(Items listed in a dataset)
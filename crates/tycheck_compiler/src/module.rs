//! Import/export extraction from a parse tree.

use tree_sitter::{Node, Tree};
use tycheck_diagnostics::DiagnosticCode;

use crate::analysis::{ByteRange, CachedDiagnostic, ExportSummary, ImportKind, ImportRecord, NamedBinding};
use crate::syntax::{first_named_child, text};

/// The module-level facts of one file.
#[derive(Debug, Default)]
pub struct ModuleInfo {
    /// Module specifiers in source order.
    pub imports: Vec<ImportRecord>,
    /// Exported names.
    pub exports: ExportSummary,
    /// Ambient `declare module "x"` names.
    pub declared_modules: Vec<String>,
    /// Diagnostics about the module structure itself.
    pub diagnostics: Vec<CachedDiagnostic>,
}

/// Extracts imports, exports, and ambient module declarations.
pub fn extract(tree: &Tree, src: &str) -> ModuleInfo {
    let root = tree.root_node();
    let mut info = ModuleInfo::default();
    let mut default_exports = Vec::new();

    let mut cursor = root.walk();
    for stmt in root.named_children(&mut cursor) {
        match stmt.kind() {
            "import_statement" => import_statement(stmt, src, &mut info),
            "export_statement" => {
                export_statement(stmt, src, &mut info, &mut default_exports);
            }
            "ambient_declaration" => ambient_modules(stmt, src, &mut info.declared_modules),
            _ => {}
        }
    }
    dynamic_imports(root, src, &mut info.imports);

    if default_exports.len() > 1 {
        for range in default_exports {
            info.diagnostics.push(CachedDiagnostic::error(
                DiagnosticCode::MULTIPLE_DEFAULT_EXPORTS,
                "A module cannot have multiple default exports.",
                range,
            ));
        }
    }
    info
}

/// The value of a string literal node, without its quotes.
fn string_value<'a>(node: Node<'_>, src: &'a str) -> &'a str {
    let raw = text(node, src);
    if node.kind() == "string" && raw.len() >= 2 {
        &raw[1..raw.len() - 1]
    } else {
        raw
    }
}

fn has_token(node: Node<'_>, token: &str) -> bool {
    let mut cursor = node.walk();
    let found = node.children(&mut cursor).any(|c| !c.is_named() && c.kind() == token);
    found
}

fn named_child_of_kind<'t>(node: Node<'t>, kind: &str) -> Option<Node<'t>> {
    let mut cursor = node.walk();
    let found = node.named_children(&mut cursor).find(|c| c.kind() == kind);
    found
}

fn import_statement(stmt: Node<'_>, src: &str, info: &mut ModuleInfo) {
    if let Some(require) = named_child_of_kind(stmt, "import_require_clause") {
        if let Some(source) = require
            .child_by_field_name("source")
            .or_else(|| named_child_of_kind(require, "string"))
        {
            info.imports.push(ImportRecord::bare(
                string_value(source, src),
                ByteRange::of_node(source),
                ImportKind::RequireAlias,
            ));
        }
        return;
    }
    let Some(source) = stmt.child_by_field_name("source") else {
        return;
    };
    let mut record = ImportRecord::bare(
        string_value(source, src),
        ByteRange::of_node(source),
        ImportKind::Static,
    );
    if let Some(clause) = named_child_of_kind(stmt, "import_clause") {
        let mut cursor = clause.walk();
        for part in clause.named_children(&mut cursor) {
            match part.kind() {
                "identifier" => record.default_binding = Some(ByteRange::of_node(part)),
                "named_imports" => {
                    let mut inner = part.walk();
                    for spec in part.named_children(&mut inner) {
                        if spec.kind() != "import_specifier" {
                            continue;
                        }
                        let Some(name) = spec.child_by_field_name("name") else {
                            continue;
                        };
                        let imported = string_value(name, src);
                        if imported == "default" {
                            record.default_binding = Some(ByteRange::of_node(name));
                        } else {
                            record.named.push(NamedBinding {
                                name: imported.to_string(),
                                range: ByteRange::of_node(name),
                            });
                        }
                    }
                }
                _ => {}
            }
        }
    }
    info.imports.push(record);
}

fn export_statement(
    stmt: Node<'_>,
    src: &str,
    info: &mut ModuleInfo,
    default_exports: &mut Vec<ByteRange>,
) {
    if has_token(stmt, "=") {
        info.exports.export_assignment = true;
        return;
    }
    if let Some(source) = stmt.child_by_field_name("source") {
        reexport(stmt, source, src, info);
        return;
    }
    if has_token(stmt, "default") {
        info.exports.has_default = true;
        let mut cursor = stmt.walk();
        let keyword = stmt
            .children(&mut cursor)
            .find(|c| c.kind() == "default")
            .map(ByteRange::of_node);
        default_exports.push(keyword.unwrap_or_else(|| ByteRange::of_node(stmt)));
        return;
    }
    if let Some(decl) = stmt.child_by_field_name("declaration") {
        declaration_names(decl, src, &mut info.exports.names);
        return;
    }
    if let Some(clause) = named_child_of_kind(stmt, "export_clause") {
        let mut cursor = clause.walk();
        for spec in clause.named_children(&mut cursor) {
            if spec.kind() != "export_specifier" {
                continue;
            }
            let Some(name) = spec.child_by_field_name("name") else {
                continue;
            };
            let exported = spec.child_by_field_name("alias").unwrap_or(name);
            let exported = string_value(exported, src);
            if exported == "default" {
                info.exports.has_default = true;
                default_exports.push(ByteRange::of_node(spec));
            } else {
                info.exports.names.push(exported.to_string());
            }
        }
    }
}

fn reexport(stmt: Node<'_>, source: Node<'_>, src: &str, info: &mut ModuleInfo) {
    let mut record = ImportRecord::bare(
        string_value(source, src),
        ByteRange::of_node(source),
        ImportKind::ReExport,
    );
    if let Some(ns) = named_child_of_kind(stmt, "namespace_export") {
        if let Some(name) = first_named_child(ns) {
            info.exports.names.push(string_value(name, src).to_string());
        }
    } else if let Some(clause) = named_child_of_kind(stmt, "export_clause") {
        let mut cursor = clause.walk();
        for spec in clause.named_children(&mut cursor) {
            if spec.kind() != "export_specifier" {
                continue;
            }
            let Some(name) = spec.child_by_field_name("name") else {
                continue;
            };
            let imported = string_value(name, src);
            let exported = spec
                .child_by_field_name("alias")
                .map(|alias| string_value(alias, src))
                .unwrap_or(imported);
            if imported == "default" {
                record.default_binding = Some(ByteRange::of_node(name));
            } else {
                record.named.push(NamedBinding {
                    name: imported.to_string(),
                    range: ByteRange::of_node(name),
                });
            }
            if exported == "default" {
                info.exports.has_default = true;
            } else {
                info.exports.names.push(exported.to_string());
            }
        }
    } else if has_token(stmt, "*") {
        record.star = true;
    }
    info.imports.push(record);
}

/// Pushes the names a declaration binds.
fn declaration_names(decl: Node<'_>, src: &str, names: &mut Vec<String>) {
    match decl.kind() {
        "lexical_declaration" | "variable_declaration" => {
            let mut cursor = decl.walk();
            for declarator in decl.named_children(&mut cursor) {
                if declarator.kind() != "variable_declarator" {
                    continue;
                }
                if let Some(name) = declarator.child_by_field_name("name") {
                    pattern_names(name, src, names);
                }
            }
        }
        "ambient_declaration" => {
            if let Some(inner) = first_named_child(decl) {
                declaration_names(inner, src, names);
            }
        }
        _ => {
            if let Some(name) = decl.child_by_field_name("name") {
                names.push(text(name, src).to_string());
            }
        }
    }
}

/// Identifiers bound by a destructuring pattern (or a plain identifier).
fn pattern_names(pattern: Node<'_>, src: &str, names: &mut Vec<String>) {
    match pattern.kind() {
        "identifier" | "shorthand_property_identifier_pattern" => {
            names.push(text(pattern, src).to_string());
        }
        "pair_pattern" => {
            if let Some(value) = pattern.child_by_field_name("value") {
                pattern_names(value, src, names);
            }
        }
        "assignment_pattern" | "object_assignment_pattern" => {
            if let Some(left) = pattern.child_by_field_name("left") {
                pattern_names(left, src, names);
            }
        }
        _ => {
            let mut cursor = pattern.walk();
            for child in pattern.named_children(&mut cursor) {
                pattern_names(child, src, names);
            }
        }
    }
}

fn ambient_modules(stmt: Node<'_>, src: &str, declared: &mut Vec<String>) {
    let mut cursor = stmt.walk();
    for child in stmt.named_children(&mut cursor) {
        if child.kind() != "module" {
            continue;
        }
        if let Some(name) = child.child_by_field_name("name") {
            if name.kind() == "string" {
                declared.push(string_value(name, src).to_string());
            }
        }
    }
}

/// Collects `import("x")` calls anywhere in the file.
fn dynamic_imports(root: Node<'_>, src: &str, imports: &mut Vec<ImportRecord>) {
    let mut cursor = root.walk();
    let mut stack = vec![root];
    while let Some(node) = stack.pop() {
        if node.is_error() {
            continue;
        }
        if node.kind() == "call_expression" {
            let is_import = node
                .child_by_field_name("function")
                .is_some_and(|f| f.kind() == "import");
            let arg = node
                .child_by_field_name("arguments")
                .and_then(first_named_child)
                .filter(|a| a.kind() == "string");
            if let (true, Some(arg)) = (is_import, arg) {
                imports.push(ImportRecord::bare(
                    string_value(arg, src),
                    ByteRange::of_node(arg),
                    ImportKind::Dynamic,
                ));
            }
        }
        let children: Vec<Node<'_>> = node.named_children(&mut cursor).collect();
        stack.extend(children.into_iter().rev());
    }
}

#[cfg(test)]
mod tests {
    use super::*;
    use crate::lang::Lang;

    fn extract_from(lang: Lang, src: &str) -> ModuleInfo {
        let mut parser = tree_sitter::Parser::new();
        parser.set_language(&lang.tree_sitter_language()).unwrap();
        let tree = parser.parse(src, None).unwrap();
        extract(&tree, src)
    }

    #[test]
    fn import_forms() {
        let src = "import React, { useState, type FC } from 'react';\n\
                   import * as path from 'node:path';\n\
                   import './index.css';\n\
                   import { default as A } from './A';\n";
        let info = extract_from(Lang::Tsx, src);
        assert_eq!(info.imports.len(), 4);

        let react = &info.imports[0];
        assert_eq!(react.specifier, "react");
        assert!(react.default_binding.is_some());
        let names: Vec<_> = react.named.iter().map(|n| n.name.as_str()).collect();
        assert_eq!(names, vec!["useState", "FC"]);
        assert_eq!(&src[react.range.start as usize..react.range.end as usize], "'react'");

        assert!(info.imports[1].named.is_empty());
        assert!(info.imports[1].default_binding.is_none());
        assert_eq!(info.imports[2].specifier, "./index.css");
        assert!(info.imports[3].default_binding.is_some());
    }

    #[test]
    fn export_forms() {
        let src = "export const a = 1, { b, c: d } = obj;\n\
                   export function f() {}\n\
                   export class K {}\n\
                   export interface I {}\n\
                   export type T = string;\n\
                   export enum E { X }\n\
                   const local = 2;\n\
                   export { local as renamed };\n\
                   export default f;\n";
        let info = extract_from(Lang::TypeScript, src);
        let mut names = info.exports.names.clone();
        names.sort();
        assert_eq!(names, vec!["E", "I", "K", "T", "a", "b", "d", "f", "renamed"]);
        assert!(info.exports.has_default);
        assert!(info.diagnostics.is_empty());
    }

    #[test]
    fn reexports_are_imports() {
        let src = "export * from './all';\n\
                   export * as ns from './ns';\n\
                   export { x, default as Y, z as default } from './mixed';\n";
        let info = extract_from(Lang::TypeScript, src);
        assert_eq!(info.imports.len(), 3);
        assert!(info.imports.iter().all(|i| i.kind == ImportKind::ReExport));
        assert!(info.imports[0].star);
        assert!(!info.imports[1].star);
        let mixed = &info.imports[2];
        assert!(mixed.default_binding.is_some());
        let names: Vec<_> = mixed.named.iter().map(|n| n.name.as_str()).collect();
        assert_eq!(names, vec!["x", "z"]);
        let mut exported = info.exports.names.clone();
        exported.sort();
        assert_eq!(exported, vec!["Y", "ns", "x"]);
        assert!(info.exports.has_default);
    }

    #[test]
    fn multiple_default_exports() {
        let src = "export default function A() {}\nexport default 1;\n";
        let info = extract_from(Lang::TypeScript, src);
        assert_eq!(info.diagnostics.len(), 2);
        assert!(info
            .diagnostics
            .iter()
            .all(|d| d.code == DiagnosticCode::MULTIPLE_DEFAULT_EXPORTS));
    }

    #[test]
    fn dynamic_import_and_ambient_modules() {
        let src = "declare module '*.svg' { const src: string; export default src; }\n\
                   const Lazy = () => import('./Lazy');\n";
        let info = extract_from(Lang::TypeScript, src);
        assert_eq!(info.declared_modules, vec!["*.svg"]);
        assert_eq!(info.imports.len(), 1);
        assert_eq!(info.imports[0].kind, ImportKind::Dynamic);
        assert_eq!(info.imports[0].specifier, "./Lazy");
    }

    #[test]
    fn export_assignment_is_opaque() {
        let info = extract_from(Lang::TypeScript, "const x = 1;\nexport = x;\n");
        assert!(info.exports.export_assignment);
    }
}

- [What the task requires]:
When a line among the entries above contains "left", copy it.

- [Reply]:
            if let Some(left) = pattern.child_by_field_name("left") {
                pattern_names(left, src, names);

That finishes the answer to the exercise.